---------- DATA TO USE

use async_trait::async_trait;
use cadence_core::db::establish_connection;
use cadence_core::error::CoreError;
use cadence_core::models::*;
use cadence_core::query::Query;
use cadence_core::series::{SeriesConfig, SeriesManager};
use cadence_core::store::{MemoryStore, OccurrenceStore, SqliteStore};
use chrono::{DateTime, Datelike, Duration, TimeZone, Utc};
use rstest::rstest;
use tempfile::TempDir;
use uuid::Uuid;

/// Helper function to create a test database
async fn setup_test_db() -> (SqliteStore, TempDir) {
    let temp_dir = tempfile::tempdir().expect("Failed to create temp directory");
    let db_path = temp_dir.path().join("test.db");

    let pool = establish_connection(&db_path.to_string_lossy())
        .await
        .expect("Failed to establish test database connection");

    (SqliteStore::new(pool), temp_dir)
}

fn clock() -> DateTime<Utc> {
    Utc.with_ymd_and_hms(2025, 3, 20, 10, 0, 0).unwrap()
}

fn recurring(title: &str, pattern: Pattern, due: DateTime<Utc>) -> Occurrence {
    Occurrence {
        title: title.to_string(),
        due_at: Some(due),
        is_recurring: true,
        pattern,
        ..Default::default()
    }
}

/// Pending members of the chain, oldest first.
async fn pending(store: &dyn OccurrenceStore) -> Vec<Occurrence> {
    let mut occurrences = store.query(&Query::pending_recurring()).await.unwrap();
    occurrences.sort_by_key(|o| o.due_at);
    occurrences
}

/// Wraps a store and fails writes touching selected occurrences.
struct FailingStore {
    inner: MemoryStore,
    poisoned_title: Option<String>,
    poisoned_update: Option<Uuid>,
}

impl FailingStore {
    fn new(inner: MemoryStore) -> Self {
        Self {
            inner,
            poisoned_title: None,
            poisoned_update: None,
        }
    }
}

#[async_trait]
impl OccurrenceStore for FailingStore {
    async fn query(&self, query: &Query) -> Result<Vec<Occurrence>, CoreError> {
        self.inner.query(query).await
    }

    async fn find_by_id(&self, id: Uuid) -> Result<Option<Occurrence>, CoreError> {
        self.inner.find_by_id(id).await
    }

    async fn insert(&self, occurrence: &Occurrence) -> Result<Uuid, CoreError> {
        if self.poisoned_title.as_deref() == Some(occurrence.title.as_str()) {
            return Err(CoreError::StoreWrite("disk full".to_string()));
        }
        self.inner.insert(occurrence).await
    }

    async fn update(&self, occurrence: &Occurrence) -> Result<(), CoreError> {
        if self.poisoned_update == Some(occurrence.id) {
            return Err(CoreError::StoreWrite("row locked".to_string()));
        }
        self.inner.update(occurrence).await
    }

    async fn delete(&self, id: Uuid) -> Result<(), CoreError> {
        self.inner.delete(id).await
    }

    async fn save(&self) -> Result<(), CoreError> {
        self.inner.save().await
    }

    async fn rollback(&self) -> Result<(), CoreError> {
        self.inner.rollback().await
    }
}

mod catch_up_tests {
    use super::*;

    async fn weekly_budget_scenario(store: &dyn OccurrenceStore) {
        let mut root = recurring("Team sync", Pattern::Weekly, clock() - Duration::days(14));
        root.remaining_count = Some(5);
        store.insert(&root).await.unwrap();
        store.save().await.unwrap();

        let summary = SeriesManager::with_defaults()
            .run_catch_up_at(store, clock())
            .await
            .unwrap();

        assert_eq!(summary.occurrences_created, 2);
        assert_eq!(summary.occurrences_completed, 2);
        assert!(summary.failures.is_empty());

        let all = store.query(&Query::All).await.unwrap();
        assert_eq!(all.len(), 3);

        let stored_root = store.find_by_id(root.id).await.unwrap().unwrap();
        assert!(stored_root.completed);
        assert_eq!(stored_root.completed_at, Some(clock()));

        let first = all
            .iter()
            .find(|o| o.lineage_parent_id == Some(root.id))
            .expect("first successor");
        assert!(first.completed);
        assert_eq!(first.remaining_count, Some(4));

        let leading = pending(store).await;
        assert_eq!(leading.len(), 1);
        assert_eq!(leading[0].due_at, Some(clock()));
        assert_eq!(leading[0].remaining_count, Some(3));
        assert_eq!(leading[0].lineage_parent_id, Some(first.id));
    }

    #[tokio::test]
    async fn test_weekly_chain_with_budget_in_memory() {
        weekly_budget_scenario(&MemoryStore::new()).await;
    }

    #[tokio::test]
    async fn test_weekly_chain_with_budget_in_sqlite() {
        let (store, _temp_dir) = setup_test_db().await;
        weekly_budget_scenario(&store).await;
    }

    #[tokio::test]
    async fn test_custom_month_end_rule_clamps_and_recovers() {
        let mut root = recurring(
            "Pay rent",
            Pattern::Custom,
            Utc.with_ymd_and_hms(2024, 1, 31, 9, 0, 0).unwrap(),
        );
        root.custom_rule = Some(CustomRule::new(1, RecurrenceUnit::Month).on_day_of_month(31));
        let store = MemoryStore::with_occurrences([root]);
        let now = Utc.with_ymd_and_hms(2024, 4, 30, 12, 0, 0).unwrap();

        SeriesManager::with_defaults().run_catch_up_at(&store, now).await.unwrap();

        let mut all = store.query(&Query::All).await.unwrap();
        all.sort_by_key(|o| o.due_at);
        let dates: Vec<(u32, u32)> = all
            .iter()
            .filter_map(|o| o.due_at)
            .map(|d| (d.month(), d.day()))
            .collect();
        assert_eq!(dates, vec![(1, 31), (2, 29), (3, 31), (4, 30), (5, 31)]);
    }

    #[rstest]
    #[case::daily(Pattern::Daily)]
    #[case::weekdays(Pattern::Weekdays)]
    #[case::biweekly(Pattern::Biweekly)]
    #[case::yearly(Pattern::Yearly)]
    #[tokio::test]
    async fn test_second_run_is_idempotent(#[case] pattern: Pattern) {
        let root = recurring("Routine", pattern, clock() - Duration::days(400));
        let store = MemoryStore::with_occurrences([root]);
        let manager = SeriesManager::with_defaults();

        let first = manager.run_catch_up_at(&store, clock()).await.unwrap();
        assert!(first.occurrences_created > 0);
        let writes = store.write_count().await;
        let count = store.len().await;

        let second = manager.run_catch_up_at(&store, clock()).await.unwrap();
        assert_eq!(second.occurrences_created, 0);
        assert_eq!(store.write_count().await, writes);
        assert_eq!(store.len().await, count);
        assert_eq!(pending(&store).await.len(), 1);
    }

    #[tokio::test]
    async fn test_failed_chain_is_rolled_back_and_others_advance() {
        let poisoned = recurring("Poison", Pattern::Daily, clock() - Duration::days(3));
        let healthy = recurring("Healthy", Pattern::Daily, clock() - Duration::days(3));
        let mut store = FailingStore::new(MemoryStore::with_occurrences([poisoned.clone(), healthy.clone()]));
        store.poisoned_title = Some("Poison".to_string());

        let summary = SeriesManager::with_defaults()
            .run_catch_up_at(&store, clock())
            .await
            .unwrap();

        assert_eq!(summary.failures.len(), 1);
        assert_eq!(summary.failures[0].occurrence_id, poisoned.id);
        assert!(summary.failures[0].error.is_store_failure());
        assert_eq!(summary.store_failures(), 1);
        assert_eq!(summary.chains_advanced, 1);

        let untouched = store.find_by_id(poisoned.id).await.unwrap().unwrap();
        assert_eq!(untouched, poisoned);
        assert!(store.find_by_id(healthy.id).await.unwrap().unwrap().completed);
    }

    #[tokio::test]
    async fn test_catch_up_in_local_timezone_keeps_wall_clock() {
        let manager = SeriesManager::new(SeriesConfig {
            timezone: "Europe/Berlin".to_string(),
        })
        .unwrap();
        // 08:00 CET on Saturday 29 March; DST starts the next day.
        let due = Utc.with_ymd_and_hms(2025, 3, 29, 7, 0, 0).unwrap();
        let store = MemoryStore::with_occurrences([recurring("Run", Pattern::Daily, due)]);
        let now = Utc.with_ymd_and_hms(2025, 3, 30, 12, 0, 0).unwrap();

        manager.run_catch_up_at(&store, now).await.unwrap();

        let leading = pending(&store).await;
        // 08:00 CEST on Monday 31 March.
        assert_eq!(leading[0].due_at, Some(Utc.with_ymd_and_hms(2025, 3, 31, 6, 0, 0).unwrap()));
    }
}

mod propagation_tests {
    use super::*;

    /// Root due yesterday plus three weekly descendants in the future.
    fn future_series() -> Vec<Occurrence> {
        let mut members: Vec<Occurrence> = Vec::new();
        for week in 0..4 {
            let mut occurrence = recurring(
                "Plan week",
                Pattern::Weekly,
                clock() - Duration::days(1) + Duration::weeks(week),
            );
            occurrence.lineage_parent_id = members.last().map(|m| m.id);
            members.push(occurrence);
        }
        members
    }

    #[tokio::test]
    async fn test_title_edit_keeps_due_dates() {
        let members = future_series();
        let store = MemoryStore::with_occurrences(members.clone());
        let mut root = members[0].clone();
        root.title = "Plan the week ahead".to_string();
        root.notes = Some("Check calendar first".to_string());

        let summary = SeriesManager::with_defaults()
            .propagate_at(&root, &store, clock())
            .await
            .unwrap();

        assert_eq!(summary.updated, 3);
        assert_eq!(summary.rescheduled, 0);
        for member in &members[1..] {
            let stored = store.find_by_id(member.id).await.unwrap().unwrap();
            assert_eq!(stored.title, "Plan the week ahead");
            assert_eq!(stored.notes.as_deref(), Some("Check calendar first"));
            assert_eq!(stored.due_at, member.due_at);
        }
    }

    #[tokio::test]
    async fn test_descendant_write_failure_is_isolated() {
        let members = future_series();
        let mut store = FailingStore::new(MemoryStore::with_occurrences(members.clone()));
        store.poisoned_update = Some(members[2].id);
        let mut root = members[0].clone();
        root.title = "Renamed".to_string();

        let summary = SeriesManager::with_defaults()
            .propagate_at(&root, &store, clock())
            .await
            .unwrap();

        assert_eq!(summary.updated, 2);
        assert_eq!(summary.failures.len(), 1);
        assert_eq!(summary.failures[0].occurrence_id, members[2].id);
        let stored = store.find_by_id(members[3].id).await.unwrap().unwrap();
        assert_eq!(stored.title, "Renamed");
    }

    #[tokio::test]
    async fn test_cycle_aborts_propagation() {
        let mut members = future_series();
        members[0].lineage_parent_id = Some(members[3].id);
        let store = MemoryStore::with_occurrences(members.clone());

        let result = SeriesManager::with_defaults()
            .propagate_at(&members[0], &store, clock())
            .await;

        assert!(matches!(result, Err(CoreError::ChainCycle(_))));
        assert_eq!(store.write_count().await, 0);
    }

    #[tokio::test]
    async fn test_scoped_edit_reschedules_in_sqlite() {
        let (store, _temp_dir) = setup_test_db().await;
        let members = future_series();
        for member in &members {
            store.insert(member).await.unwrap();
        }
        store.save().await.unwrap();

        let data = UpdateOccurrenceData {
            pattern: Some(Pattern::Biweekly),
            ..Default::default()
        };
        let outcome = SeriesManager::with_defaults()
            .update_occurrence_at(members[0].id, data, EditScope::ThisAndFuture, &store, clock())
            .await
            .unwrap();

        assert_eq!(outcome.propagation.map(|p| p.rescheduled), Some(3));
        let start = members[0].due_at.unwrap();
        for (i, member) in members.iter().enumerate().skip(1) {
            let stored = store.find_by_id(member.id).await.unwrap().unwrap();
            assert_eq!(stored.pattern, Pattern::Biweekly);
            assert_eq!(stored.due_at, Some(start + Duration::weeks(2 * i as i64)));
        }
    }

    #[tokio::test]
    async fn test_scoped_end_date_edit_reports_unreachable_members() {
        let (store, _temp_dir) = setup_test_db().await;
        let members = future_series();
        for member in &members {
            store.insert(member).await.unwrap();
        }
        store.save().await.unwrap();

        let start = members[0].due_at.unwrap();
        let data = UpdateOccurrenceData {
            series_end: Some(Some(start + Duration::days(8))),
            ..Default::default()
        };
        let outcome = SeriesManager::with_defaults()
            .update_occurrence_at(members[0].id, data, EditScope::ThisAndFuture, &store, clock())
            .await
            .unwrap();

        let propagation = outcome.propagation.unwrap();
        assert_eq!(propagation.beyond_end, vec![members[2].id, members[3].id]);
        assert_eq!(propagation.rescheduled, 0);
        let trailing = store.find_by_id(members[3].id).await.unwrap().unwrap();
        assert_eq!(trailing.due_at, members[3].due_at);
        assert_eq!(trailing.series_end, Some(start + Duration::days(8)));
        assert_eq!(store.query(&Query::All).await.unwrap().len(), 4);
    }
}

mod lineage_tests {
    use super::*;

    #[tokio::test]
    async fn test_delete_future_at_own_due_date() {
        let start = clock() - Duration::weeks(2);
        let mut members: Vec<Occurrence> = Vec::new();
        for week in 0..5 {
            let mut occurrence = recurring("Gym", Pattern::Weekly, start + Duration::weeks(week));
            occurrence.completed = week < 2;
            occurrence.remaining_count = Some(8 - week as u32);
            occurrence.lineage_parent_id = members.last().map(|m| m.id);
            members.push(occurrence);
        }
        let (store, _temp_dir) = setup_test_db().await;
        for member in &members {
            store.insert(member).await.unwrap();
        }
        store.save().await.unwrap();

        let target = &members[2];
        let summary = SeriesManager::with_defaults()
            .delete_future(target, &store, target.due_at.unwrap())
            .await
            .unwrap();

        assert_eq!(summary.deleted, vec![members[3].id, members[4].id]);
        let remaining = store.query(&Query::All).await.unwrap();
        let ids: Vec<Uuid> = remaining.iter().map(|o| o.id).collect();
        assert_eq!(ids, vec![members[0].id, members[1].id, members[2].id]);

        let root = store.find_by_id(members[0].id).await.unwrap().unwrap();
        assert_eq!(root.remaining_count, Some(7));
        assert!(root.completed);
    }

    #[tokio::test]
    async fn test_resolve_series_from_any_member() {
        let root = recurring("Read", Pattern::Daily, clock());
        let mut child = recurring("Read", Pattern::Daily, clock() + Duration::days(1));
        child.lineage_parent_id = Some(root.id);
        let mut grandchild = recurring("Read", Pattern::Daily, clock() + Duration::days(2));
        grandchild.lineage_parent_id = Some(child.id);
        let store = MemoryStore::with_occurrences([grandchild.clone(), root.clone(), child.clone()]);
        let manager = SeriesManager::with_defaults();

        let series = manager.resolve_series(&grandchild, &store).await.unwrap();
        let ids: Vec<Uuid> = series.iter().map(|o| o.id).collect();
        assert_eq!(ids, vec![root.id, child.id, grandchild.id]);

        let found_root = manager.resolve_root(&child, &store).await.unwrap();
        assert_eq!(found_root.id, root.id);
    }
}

--------------------

**INSTRUCTIONS TO FOLLOW:**
Search the entries for the word "Plan", then list each line that holds it.

**WRITTEN SOLUTION:**
                "Plan week",
        root.title = "Plan the week ahead".to_string();
            assert_eq!(stored.title, "Plan the week ahead");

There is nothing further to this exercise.